Aim of the exercise – Scan the entries below for the word "while". Copy each line that has it.
Top of Data section
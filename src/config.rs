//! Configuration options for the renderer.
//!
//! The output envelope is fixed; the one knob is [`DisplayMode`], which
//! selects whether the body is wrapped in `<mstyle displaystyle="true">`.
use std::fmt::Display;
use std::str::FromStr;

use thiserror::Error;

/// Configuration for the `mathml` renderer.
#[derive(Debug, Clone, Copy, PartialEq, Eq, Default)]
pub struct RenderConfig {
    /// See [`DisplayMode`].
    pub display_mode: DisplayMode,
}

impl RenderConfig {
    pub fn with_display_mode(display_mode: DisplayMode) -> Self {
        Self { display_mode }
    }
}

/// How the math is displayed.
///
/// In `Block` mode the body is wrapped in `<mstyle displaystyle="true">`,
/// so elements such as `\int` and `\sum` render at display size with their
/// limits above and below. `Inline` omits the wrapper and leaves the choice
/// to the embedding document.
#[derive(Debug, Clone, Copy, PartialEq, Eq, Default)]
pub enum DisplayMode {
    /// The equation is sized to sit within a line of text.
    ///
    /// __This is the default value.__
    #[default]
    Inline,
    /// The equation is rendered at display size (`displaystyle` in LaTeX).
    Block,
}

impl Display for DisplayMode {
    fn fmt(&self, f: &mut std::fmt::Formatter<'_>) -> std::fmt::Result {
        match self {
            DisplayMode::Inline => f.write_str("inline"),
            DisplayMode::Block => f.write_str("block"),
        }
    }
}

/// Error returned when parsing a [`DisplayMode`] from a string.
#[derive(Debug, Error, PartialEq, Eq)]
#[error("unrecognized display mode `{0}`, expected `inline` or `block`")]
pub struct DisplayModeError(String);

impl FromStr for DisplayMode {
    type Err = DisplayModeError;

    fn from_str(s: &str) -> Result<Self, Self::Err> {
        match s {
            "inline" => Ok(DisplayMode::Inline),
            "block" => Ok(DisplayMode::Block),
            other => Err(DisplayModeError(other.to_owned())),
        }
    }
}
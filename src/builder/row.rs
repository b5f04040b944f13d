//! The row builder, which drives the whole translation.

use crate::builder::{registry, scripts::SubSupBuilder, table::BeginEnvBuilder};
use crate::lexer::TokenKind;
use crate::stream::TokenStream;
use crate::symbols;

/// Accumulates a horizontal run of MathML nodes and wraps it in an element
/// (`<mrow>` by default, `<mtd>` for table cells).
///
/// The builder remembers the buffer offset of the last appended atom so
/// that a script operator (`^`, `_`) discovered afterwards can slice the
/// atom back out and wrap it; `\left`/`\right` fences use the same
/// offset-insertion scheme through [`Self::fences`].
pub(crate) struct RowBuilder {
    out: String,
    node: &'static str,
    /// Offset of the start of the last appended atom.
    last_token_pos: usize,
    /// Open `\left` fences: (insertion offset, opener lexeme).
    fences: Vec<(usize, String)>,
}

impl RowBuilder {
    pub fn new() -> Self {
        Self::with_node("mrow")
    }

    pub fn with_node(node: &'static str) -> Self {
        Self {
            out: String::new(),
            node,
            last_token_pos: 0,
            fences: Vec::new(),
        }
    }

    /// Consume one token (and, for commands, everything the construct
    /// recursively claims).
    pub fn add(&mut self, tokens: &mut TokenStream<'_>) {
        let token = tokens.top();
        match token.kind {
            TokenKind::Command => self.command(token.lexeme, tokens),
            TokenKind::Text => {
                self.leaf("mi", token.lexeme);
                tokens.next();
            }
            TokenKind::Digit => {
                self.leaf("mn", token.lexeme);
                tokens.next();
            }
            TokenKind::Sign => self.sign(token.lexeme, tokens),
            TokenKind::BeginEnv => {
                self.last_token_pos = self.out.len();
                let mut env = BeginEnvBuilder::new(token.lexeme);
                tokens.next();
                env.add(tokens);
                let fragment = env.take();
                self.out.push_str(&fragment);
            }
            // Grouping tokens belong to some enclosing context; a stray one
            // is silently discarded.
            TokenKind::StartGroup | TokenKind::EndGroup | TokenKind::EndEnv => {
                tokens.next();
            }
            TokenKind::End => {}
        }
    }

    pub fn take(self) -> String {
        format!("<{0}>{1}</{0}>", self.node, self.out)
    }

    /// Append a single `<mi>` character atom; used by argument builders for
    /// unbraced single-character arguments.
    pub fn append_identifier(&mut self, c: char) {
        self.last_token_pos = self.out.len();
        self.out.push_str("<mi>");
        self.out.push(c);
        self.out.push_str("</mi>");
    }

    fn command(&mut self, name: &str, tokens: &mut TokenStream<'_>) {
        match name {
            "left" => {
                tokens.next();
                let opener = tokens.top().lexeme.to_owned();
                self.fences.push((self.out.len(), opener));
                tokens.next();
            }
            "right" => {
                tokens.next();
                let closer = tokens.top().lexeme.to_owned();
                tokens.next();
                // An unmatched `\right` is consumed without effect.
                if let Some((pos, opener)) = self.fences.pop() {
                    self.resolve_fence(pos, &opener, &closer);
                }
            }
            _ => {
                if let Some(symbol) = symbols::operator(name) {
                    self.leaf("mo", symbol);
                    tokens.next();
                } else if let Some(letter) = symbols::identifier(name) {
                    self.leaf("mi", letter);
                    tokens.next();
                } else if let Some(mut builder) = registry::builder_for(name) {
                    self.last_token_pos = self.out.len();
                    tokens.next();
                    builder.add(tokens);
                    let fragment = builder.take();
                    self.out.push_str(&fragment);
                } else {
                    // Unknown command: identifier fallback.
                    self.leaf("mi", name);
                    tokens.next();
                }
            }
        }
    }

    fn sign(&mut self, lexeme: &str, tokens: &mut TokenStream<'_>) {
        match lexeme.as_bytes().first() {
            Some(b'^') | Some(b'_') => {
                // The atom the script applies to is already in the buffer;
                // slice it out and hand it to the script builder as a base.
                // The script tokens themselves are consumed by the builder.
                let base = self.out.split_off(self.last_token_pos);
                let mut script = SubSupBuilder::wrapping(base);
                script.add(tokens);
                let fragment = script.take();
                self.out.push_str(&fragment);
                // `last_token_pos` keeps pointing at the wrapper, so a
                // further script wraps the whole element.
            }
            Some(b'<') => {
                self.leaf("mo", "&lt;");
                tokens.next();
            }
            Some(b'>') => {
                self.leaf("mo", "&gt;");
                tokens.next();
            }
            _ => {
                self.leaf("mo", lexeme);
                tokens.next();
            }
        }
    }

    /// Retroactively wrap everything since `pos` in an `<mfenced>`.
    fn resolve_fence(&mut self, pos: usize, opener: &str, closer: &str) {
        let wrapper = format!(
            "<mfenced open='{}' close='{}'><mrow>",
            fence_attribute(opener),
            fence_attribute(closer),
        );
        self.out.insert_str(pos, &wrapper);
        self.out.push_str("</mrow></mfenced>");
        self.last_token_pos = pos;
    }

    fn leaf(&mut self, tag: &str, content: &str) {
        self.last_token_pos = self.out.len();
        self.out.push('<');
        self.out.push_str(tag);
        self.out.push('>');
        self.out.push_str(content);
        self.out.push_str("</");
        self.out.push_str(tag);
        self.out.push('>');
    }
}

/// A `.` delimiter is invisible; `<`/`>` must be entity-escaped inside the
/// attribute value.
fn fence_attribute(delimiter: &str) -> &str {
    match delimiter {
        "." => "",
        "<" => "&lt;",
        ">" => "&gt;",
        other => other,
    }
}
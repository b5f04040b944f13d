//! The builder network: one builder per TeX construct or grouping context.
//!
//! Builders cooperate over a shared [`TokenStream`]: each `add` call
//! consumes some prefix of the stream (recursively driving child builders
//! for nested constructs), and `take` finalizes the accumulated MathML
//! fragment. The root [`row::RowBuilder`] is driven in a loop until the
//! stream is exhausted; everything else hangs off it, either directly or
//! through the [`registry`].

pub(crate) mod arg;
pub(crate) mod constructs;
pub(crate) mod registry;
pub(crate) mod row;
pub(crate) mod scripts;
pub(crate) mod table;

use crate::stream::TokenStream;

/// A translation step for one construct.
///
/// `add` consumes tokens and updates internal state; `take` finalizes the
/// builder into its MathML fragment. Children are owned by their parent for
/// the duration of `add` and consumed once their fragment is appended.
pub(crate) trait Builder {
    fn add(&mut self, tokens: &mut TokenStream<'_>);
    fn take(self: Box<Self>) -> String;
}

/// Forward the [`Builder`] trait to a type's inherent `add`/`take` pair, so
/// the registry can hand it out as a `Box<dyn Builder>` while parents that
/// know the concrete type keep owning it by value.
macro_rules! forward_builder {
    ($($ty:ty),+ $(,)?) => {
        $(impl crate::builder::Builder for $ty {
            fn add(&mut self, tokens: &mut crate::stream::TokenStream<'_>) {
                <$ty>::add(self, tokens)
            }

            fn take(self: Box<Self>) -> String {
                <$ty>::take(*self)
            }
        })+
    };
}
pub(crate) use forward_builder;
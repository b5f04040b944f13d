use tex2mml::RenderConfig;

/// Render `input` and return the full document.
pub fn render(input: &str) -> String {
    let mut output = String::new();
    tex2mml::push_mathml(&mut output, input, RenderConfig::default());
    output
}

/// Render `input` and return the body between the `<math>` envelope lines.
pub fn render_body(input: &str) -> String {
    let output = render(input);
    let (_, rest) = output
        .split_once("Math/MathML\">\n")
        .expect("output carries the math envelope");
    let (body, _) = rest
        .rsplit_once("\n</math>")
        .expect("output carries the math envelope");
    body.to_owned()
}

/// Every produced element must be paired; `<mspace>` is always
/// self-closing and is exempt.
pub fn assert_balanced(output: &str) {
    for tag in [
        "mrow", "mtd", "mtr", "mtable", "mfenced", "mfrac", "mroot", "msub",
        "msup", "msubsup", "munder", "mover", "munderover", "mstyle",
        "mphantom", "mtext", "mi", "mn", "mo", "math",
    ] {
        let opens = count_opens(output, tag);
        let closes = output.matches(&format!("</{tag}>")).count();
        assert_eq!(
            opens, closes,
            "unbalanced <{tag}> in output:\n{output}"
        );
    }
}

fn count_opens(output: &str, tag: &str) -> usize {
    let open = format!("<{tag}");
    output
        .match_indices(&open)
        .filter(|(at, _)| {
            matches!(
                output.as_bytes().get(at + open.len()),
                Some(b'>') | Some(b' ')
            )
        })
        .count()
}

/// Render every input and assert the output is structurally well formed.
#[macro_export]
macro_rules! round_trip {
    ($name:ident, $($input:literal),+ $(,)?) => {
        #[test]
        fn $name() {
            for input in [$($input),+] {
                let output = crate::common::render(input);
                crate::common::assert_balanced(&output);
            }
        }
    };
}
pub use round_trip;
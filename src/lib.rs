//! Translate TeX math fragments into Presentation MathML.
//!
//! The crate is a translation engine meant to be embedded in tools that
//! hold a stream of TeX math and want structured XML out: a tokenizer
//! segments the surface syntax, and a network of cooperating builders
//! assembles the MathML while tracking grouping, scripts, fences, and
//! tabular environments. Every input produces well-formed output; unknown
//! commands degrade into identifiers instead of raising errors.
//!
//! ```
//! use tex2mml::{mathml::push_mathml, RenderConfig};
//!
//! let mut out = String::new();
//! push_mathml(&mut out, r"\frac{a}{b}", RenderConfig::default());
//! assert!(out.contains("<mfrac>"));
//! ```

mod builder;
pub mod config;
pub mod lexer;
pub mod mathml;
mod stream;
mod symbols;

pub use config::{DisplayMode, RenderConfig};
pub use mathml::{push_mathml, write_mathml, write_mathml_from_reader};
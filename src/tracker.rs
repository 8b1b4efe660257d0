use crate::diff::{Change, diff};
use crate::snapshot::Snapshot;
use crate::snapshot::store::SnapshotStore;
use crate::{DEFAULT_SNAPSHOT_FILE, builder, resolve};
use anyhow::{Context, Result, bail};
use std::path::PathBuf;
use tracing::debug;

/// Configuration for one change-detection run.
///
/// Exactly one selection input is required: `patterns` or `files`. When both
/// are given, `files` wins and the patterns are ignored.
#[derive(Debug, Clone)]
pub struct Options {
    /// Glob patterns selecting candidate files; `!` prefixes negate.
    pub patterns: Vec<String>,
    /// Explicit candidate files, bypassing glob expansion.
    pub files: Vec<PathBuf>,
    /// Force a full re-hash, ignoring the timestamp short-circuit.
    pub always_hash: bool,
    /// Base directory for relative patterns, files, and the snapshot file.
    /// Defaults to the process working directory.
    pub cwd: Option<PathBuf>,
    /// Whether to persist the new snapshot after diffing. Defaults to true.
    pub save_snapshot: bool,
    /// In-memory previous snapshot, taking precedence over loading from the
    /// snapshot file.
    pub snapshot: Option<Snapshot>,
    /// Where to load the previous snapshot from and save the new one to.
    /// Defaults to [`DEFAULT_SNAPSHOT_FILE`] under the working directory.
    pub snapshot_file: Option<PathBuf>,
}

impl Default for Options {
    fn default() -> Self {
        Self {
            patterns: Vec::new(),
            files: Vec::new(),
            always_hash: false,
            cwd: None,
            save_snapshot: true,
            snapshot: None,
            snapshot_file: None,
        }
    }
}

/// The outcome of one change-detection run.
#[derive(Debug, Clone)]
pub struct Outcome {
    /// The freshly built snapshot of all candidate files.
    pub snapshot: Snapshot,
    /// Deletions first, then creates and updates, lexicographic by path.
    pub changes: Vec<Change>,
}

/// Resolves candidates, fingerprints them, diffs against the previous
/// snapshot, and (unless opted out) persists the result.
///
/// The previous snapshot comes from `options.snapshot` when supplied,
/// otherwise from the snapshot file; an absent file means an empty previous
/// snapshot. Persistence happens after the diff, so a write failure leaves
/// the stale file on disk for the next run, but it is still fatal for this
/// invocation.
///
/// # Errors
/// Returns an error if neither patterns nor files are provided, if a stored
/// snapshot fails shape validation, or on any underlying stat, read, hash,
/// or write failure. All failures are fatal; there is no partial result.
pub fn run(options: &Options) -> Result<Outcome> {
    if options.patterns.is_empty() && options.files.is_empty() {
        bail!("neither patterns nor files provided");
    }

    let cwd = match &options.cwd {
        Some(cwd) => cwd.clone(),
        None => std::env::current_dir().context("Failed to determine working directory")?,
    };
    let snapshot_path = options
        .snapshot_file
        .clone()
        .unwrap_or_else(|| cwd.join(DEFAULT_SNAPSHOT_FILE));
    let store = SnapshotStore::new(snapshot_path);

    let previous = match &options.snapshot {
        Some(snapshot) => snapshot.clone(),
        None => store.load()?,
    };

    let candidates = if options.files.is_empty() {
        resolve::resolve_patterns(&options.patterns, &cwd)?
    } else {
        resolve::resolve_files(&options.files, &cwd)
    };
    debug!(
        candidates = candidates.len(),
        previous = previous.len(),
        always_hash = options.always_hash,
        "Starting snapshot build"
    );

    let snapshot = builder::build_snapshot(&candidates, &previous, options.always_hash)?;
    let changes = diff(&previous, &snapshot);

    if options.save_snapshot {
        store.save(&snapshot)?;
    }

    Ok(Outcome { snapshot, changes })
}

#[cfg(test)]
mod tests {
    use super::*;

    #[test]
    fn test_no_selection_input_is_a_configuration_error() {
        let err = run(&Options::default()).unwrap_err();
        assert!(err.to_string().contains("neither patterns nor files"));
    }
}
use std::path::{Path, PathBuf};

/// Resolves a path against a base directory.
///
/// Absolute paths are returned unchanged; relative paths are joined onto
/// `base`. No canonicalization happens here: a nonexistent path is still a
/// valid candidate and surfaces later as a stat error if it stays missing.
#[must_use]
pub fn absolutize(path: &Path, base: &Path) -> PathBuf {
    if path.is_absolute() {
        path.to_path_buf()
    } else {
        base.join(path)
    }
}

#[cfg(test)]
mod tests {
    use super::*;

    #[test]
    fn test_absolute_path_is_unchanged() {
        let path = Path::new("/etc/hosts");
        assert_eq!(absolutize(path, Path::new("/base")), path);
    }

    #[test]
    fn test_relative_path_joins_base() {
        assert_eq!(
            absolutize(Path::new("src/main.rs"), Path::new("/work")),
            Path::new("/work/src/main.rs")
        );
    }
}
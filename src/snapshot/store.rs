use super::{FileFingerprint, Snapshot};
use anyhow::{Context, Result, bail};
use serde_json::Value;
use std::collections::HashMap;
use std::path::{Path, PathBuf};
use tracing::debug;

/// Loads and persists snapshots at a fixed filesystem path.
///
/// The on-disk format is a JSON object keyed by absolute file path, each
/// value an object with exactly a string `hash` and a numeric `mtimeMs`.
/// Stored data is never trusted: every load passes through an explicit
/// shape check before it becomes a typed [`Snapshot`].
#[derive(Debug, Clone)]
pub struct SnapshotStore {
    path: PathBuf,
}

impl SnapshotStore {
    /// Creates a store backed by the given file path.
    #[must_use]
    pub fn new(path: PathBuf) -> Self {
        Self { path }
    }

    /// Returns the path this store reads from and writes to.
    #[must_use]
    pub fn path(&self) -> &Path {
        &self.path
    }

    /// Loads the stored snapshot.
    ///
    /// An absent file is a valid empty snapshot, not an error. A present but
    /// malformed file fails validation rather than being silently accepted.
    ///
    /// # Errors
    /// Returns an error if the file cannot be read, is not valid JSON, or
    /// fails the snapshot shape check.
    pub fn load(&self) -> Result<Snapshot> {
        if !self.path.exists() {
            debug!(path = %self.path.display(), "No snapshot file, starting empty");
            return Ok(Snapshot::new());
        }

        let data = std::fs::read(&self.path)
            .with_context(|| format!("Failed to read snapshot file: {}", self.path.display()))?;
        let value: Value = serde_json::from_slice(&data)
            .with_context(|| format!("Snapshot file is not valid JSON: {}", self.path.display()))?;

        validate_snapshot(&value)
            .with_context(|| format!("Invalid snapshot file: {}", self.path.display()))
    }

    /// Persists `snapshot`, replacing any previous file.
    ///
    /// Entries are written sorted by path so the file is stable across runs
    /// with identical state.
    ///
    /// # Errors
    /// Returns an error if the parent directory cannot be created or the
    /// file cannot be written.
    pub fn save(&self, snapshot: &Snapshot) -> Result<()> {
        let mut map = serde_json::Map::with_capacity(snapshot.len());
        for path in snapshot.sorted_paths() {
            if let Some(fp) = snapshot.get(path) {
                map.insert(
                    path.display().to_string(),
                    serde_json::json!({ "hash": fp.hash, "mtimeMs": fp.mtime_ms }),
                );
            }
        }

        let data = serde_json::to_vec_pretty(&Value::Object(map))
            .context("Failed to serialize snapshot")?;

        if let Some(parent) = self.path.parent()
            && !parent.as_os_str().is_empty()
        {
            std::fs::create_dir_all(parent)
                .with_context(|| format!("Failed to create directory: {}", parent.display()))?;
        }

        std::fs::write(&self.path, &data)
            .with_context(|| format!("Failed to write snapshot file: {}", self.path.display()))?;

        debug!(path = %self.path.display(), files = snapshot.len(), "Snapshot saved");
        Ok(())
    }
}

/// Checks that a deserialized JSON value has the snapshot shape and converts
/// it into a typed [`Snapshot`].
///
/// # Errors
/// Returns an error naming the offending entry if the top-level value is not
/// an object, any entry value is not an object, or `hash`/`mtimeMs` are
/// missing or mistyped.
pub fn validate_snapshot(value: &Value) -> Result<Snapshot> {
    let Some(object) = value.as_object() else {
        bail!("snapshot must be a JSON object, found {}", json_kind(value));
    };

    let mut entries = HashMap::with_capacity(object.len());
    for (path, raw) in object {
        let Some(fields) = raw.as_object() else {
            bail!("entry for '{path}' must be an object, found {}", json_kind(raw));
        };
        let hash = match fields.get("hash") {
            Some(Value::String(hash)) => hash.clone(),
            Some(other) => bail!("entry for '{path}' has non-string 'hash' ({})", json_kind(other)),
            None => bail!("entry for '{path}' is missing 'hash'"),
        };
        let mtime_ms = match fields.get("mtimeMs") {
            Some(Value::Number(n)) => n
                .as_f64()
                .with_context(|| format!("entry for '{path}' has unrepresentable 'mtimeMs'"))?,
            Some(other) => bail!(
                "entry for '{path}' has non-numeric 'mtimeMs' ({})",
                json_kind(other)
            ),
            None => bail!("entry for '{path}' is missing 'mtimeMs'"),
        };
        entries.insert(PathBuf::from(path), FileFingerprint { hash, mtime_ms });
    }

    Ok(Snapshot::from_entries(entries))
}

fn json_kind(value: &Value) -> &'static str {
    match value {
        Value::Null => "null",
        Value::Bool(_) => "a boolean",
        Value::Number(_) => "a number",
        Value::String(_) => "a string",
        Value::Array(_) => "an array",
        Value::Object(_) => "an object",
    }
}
Bottom of Data section
Exercise solution –
/// the registry can hand it out as a `Box<dyn Builder>` while parents that
//! assembles the MathML while tracking grouping, scripts, fences, and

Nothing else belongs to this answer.